The quarter percent -- or one-fourth of a penny on the dollar -- sales tax proposal in the transportation bill would work this way.

It would give county boards in the Twin Cities the option and the authority to levy the extra sales tax, on top of the 6.5 percent sales tax already on the books.

Metro Transit bus
A Metro Transit bus makes a stop in downtown St. Paul.
MPR Photo/Bob Collins

If county commissioners approve the additional levy, county taxpayers would not have a direct vote on the tax increase.

Rick Krueger is director of the Minnesota Transportation Alliance, a statewide transit lobby group which supports the transportation bill and the transit tax provision.

Krueger argues voters make their views known through their elected representatives, in this case their county commissioners.

"This is not taxation without representation," says Krueger. "They've elected those local county officials, and in fact, they determine what needs to be done and whether or not any particular county in the metro area wants to join in."

If all seven Twin Cities metro area counties approve the quarter-penny sales tax increase it could raise up $114 million a year, all of it for transit.

The power of deciding how to spend that money would reside in a "joint powers" board.

Lea Schuster of Transit for Livable Communities says the board would not fund transit projects of its own design, but would instead make grants based on the Metropolitan Council's transit plan for the Twin Cities.

"The JPO itself would also include the chair of the Metropolitan Council as a voting member," says Schuster. "And the grants committee would set a process and designate certain grant monies, all to be used for transit that would go to a variety of agencies, the Met Council itself, the counties, the county rail authorities."

The transportation bill also includes money for transit projects outside the metro area, by imposing a sales tax on leased vehicles in Minnesota.

That money, along with constitutionally dedicated revenue from the motor vehicle sales tax, would add up to an additional $58 million for rural transit over the next 10 years.

Chuck Lucken, the city administrator for Fosston, a city of 1,500 in northwestern Minnesota says transit needs there are growing.
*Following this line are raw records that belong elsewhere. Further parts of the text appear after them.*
//! Automation-focused graph derivation.
//!
//! Everything in here is a pure function of the dataset returned by the
//! backend plus the user's current selection. Nothing touches the DOM, so the
//! whole module is exercised by native unit tests.
//!
//! - [`candidates`]: which nodes can be picked as the focal automation
//! - [`filter`]: the focal node plus its immediate neighbours
//! - [`integrity`]: dropping edges whose endpoints are missing
//! - [`overlay`]: view-only connections drawn by hand
//! - [`explorer`]: the single-writer container tying dataset and selection together

pub mod candidates;
pub mod explorer;
pub mod filter;
pub mod integrity;
pub mod overlay;
mod types;

pub use candidates::{AutomationCandidate, automation_candidates, default_selection, is_automation};
pub use explorer::{Explorer, LoadReport, LoadTicket, ViewPhase};
pub use filter::{Subgraph, neighborhood};
pub use overlay::{ManualEdge, Overlay};
pub use types::{GraphData, GraphEdge, GraphNode};
//! ha-validator: dashboard for inspecting Home Assistant automation graphs.
//!
//! This crate provides a WASM client that fetches the entity/automation graph
//! from the validator backend, narrows it to one automation's neighbourhood,
//! and renders the result with physics-based layout, pan/zoom and hover effects.
//! The filtering core in [`graph`] has no browser dependencies.

use leptos::prelude::*;
use leptos_meta::*;
use log::{Level, info};

pub mod api;
pub mod components;
pub mod config;
pub mod error;
pub mod graph;

pub use api::ApiClient;
pub use components::dashboard::Dashboard;
pub use config::AppConfig;
pub use error::ApiError;

/// Initialize logging and panic hooks for the WASM target.
pub fn init_logging() {
	let _ = console_log::init_with_level(Level::Debug);
	console_error_panic_hook::set_once();
	info!("ha-validator: logging initialized");
}

/// Main application component.
/// Reads the runtime config from the DOM and renders the dashboard.
#[component]
pub fn App() -> impl IntoView {
	provide_meta_context();

	let config = AppConfig::load();
	info!("ha-validator: using backend {}", config.api_url);

	view! {
		<Html attr:lang="en" attr:dir="ltr" />
		<Title text="HA Validator" />
		<Meta charset="UTF-8" />
		<Meta name="viewport" content="width=device-width, initial-scale=1.0" />

		<Dashboard client=ApiClient::new(config) />
	}
}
Lucken says a 13-passenger Fosston city bus supplies up to 23,000 rides a year for residents.

"Ninety percent of those riders are people over 65 years old, so it's really critical to the ability for these people to get to the doctor and get to the grocery," says Lucken.

But the Fosston bus service, Lucken says, hangs by a $75,000-a-year shoestring of state and federal grants. He's worried the state's projected revenue shortfall and a cut in local government aid could harm rural transit service, at a time when the population increasingly needs it.

Opponents of the transportation bill point to the higher taxes it creates.

The effect of the transit tax -- the quarter-penny sales tax increase -- would cost the average Twin Cities family about $40 more a year.

Augsburg College economics professor Jeanne Boeh says a typical Minnesota household already pays 16 percent of its income in state, county and local taxes.

The question, to which she says no one has an answer, is -- what is the right level of taxation?

Minnesota, she points out, doesn't have the advantages of states like Nevada or New Jersey, where tax revenue from big-time gambling helps lighten the burden on individual taxpayers.

"If taxes are too low, if you don't have good services that people expect, if you don't have good schools, if you don't have good roads, you won't grow, you won't grow as a state, your income won't grow," says Boeh. "But if it's too high you also won't grow, because you're competing against other states who have all those services with lower taxes."

If legislative leaders fail Monday in their bid to override the governor's veto of the transportation bill, there are still proposals in the bonding bill to partially fund Central Corridor light rail and several other Twin Cities transit projects.

However Metro Transit, the public bus and rail service, gets most of its money from the general fund.

If lawmakers reduce the growth of state spending in light of projected revenue shortfalls, Metro Transit might have to raise fares and cut service without a guarantee of new revenue from the transit tax.